Of all the lines in the entries below, give again exactly those starting at the line containing "self.to.map_or(0, |_| 20)" and ending at the line containing "impl Read for EpochVote", both ends included, and no others.

*** Opening Supplied material ***

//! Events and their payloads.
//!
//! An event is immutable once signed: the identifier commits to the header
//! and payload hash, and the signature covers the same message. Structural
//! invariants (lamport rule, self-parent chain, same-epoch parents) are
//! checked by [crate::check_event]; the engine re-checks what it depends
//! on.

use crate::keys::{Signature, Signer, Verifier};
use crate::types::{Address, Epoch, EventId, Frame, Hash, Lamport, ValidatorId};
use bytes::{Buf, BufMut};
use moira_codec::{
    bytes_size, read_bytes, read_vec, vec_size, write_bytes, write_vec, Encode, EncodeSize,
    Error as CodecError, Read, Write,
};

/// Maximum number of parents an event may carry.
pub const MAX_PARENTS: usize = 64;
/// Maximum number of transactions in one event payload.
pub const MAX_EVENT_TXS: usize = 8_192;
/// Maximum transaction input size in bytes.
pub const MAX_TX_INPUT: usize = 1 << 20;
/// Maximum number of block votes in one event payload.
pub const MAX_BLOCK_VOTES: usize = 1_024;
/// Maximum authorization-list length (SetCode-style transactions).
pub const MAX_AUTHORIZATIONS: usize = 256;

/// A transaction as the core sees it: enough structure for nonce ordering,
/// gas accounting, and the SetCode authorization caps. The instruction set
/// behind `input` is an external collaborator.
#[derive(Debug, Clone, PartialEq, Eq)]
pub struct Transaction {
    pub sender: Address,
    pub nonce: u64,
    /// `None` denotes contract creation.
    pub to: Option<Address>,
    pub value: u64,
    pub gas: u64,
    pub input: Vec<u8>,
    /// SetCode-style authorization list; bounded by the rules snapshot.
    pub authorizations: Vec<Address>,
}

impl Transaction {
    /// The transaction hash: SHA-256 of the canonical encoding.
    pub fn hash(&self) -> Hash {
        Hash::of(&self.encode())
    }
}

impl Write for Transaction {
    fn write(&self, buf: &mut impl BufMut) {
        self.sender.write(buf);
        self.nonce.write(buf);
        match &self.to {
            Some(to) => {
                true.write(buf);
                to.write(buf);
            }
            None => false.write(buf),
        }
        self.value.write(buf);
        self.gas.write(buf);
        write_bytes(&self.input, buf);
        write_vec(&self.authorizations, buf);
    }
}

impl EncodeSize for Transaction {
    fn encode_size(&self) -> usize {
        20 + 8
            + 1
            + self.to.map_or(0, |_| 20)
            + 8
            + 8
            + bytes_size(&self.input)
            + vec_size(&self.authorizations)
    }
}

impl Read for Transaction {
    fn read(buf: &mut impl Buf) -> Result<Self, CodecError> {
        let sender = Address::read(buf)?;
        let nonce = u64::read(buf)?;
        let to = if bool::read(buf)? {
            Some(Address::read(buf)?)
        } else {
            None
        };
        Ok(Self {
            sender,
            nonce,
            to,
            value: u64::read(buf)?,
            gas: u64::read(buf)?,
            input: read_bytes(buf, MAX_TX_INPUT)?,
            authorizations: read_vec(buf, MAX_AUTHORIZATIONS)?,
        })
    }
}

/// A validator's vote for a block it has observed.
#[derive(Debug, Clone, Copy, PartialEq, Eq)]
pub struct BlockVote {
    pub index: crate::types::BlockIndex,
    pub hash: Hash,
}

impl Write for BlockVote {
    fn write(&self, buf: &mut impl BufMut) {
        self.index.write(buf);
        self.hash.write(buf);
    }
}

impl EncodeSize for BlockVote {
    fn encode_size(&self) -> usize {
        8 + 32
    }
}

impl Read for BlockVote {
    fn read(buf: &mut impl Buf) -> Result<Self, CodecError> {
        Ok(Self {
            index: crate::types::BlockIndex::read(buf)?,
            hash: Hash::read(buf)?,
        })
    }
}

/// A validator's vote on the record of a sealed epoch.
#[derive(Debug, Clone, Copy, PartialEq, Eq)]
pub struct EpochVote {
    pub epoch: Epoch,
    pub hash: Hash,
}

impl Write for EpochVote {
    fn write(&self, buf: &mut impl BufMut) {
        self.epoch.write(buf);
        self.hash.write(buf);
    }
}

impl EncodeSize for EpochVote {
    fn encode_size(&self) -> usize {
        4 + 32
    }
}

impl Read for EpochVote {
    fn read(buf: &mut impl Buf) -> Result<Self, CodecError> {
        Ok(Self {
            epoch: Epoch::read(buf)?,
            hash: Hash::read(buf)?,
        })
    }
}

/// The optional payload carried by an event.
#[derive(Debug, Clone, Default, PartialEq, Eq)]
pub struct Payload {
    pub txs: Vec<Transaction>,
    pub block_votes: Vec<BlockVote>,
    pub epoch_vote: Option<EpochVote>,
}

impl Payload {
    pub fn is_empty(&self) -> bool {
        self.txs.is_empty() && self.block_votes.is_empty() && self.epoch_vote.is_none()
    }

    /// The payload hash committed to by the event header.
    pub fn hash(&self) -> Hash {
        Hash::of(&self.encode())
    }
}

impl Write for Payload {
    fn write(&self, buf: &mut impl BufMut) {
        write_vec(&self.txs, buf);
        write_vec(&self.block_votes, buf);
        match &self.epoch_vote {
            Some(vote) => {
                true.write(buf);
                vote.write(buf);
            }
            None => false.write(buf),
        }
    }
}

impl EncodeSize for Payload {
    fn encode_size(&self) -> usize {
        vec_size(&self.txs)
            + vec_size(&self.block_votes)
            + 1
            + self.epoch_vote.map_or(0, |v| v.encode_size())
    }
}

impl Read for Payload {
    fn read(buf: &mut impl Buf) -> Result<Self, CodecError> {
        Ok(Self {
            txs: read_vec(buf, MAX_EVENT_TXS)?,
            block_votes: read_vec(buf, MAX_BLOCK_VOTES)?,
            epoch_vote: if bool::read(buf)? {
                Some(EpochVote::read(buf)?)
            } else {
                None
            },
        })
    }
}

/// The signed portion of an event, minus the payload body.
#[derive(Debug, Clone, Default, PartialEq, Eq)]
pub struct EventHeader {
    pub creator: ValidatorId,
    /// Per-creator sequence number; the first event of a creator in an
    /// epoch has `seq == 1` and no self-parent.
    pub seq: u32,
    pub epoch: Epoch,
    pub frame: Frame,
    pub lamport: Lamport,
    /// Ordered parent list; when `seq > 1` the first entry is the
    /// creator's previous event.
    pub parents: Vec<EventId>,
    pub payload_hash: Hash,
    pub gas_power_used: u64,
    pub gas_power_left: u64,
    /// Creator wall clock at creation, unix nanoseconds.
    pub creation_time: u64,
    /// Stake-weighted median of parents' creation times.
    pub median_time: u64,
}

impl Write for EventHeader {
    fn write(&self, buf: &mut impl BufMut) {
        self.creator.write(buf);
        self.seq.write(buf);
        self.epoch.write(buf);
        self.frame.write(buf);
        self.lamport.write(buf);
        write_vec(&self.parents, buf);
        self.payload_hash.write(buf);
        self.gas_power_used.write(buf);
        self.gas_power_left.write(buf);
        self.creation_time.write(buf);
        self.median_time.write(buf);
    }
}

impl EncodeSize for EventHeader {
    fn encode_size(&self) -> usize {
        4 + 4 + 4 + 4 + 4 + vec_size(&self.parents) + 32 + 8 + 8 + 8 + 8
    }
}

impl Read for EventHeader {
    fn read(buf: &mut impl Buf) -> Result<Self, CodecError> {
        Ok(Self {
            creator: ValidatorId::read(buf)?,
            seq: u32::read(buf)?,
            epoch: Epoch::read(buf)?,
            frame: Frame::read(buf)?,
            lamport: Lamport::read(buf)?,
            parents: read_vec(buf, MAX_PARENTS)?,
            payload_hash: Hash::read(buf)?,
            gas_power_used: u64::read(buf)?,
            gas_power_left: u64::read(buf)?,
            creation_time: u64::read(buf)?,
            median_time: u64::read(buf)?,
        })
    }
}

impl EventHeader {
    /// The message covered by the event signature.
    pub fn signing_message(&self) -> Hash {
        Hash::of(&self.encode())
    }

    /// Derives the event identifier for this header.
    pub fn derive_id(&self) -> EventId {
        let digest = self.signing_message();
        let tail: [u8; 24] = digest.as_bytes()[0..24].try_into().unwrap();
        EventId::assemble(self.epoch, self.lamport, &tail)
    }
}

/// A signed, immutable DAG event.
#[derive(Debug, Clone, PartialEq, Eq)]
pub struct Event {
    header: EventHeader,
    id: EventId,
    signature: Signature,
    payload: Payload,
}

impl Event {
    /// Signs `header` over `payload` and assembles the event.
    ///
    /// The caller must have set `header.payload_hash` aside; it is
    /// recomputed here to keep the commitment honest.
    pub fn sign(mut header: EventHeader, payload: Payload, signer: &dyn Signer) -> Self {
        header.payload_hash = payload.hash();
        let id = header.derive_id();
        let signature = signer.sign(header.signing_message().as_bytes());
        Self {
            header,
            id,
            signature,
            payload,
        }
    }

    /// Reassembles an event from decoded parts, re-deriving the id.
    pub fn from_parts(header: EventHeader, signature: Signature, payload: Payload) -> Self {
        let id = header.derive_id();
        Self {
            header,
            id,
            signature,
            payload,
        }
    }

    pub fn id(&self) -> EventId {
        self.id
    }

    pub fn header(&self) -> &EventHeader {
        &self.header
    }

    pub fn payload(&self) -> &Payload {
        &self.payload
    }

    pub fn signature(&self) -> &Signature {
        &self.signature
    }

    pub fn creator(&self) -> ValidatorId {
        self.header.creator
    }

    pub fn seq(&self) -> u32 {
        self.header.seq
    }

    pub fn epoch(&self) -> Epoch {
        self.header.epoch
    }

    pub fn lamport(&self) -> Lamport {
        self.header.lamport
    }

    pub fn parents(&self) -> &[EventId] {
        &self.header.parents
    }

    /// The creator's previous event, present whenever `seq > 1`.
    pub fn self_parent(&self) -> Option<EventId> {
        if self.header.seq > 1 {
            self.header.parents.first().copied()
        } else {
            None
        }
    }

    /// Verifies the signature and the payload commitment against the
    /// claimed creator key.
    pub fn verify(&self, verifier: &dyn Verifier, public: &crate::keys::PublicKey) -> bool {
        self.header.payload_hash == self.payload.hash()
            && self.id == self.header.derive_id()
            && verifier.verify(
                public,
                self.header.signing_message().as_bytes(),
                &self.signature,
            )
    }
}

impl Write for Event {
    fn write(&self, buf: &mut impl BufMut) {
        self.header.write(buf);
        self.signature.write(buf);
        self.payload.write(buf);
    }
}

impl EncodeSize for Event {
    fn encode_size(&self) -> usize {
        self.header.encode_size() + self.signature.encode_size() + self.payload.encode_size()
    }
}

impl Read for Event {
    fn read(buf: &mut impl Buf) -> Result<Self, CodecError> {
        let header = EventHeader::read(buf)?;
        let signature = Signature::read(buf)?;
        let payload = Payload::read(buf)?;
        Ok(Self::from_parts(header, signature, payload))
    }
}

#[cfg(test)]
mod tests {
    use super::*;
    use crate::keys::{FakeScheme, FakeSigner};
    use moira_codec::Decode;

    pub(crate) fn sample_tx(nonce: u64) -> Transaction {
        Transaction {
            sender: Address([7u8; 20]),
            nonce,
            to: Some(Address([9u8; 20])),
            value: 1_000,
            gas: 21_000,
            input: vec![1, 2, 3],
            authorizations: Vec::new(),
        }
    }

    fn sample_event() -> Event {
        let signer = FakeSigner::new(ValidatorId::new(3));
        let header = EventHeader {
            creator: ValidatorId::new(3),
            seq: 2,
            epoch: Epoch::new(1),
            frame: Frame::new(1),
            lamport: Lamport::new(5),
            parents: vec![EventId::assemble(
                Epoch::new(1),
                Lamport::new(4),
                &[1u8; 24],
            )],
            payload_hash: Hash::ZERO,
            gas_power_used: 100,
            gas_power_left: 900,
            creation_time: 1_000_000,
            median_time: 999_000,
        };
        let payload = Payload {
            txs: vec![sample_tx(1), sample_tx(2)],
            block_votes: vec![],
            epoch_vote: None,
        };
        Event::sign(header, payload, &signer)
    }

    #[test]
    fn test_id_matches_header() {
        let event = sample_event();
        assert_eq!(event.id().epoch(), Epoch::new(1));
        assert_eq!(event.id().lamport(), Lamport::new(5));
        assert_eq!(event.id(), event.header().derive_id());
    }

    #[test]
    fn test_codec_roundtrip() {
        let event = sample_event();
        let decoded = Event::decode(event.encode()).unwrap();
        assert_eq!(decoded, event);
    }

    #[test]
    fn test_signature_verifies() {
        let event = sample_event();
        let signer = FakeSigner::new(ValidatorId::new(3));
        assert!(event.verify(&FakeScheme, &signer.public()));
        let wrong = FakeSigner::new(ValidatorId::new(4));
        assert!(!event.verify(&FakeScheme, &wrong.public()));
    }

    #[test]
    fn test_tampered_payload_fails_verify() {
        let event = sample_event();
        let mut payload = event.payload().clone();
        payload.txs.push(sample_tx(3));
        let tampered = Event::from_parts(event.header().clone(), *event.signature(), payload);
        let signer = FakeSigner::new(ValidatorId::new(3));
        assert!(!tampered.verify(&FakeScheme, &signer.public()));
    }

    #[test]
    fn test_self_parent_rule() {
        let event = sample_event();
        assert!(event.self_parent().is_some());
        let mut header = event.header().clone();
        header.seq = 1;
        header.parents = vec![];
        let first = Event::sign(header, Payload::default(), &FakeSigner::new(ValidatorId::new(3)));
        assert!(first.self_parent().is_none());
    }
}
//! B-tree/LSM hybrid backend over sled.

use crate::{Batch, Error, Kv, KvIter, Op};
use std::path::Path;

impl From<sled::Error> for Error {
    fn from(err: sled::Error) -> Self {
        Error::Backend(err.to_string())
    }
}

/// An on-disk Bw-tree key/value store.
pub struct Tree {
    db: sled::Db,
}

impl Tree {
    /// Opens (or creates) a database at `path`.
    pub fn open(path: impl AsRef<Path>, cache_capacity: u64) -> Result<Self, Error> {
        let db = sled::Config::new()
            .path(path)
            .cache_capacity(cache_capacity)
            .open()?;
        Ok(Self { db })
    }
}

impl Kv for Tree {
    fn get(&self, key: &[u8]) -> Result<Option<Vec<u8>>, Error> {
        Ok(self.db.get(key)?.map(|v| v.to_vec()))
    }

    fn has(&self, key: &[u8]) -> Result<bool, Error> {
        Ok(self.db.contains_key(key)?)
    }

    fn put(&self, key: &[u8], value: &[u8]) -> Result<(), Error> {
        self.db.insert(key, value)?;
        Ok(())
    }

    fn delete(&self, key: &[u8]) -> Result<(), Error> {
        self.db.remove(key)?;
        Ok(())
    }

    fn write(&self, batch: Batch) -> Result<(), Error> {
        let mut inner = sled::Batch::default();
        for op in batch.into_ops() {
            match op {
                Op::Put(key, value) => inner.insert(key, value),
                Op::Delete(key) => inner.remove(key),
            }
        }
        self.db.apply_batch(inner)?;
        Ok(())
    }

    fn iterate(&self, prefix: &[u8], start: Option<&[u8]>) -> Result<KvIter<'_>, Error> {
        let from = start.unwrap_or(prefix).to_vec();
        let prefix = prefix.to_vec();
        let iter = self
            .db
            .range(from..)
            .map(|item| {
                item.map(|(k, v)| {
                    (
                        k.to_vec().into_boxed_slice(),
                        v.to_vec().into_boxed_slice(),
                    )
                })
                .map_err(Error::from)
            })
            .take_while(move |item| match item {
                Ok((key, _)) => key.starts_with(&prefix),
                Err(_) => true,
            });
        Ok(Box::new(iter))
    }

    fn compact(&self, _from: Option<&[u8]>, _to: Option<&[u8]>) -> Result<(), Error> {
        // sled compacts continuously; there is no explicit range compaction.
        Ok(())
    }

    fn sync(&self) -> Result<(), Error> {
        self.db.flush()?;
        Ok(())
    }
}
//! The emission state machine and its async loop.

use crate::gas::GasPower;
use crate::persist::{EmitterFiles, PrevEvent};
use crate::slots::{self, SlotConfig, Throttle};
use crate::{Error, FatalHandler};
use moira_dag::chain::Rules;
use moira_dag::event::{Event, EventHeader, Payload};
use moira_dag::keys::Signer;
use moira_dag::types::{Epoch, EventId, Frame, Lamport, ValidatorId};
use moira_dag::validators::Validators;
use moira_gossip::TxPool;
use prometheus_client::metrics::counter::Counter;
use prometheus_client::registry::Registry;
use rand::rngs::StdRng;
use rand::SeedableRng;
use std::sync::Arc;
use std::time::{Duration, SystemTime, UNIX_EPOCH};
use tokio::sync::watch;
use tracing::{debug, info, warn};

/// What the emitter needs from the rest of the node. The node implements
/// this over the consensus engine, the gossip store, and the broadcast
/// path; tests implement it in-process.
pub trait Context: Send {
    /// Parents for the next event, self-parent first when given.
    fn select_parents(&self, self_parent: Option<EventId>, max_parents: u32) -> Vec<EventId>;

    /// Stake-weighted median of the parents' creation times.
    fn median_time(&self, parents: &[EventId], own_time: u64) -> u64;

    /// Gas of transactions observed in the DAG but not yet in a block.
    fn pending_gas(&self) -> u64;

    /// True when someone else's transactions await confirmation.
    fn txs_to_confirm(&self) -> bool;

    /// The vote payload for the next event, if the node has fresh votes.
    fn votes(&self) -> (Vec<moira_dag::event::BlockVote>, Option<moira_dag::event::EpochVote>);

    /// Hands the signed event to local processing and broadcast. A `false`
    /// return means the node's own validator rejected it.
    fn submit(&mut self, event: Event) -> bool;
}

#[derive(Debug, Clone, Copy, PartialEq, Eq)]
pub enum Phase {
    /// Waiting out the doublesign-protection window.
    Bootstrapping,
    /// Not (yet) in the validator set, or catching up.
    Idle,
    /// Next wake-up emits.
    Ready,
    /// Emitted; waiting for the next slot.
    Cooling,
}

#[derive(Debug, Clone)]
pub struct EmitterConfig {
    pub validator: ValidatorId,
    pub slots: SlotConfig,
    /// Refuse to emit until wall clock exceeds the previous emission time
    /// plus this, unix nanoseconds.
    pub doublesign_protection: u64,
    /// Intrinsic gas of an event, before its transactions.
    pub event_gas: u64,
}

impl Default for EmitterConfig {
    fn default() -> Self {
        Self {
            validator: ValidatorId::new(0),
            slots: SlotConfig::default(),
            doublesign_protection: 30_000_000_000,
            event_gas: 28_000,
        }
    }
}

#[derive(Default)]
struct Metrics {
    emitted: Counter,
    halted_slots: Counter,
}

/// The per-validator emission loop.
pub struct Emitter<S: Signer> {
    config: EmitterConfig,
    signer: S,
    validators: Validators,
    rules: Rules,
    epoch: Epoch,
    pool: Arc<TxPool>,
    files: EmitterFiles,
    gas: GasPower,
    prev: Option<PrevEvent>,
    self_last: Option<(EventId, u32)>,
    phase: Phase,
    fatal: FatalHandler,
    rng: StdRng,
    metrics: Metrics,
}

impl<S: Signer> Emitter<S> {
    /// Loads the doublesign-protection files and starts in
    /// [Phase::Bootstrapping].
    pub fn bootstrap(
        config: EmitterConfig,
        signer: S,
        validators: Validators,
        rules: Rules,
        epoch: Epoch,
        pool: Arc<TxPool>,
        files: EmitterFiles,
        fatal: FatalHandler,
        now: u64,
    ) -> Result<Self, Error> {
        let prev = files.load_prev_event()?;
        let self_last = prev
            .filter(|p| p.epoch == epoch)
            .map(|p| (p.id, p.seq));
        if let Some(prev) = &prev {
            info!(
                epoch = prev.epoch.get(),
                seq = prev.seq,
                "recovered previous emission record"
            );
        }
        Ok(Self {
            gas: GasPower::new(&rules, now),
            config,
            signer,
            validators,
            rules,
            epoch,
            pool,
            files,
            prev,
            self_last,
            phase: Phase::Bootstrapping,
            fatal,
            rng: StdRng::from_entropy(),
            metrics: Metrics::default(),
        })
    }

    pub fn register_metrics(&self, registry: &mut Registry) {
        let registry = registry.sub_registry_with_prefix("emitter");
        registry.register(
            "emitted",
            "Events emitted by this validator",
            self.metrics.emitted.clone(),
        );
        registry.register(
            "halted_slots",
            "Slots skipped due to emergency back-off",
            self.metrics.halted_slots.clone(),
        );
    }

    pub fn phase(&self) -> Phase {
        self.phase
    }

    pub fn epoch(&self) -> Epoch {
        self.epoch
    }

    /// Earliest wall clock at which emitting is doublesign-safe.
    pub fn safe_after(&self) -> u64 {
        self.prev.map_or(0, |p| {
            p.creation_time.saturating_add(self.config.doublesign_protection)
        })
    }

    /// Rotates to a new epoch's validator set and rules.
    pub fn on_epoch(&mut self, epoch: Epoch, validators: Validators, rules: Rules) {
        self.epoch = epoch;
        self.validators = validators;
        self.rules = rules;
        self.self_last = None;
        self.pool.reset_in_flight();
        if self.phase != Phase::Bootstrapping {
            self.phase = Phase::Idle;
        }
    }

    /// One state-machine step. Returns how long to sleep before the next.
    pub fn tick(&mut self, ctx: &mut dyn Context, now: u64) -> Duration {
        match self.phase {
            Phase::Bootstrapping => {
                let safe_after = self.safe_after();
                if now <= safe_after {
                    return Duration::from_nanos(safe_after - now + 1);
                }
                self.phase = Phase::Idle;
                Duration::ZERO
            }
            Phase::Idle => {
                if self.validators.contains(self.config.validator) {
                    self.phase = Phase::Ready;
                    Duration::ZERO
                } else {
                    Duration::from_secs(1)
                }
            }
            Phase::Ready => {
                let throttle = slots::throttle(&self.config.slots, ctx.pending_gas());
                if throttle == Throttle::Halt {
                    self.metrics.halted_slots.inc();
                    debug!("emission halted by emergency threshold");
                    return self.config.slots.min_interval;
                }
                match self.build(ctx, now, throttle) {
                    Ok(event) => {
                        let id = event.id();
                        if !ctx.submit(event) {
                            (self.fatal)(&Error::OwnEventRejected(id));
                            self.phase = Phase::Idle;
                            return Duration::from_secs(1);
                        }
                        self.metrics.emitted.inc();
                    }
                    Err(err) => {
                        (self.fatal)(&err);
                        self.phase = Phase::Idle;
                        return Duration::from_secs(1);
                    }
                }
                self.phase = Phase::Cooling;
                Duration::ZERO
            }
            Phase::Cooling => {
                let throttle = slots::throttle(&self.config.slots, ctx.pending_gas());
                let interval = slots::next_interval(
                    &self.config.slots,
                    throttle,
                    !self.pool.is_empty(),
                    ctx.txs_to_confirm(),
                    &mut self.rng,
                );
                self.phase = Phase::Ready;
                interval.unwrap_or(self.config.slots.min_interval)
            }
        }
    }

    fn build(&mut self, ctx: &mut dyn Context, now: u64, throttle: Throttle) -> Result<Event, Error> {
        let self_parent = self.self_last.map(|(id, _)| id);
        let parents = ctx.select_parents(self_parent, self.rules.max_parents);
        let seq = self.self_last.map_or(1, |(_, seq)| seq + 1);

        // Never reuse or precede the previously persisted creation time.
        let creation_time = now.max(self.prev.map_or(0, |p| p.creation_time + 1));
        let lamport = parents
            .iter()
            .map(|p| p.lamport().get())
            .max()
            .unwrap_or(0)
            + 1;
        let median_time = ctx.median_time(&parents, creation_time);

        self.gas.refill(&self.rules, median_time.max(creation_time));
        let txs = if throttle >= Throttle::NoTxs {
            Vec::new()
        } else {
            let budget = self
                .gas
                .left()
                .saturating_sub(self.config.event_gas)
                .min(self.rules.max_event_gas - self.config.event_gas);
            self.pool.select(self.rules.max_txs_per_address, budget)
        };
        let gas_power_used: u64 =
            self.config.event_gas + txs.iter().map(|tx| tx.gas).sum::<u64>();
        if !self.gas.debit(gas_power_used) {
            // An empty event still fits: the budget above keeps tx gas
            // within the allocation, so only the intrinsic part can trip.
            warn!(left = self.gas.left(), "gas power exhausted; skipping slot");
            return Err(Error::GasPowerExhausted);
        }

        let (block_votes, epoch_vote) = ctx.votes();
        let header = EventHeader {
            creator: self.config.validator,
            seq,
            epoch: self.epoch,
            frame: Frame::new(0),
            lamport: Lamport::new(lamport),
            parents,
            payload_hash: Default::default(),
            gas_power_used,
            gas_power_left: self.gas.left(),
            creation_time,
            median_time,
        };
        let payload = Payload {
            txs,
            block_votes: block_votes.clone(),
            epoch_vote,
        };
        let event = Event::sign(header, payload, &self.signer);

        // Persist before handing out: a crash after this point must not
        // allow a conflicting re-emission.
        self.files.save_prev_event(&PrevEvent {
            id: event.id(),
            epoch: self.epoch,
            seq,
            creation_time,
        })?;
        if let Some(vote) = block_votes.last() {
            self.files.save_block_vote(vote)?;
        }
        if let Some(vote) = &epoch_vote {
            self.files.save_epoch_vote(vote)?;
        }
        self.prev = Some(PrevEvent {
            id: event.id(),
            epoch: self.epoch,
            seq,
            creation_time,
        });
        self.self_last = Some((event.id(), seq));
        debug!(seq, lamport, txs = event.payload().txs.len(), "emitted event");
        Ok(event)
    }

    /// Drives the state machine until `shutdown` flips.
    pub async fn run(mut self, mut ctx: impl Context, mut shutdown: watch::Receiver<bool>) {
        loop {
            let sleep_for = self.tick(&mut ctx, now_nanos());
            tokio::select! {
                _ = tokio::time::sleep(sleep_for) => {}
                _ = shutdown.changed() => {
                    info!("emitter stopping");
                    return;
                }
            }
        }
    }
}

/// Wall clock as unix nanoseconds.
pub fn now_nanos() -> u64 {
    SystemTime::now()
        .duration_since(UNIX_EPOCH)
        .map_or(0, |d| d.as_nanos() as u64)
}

*** Closing Supplied material ***

Problem solution>
            + self.to.map_or(0, |_| 20)
            + 8
            + 8
            + bytes_size(&self.input)
            + vec_size(&self.authorizations)
    }
}

impl Read for Transaction {
    fn read(buf: &mut impl Buf) -> Result<Self, CodecError> {
        let sender = Address::read(buf)?;
        let nonce = u64::read(buf)?;
        let to = if bool::read(buf)? {
            Some(Address::read(buf)?)
        } else {
            None
        };
        Ok(Self {
            sender,
            nonce,
            to,
            value: u64::read(buf)?,
            gas: u64::read(buf)?,
            input: read_bytes(buf, MAX_TX_INPUT)?,
            authorizations: read_vec(buf, MAX_AUTHORIZATIONS)?,
        })
    }
}

/// A validator's vote for a block it has observed.
#[derive(Debug, Clone, Copy, PartialEq, Eq)]
pub struct BlockVote {
    pub index: crate::types::BlockIndex,
    pub hash: Hash,
}

impl Write for BlockVote {
    fn write(&self, buf: &mut impl BufMut) {
        self.index.write(buf);
        self.hash.write(buf);
    }
}

impl EncodeSize for BlockVote {
    fn encode_size(&self) -> usize {
        8 + 32
    }
}

impl Read for BlockVote {
    fn read(buf: &mut impl Buf) -> Result<Self, CodecError> {
        Ok(Self {
            index: crate::types::BlockIndex::read(buf)?,
            hash: Hash::read(buf)?,
        })
    }
}

/// A validator's vote on the record of a sealed epoch.
#[derive(Debug, Clone, Copy, PartialEq, Eq)]
pub struct EpochVote {
    pub epoch: Epoch,
    pub hash: Hash,
}

impl Write for EpochVote {
    fn write(&self, buf: &mut impl BufMut) {
        self.epoch.write(buf);
        self.hash.write(buf);
    }
}

impl EncodeSize for EpochVote {
    fn encode_size(&self) -> usize {
        4 + 32
    }
}

impl Read for EpochVote {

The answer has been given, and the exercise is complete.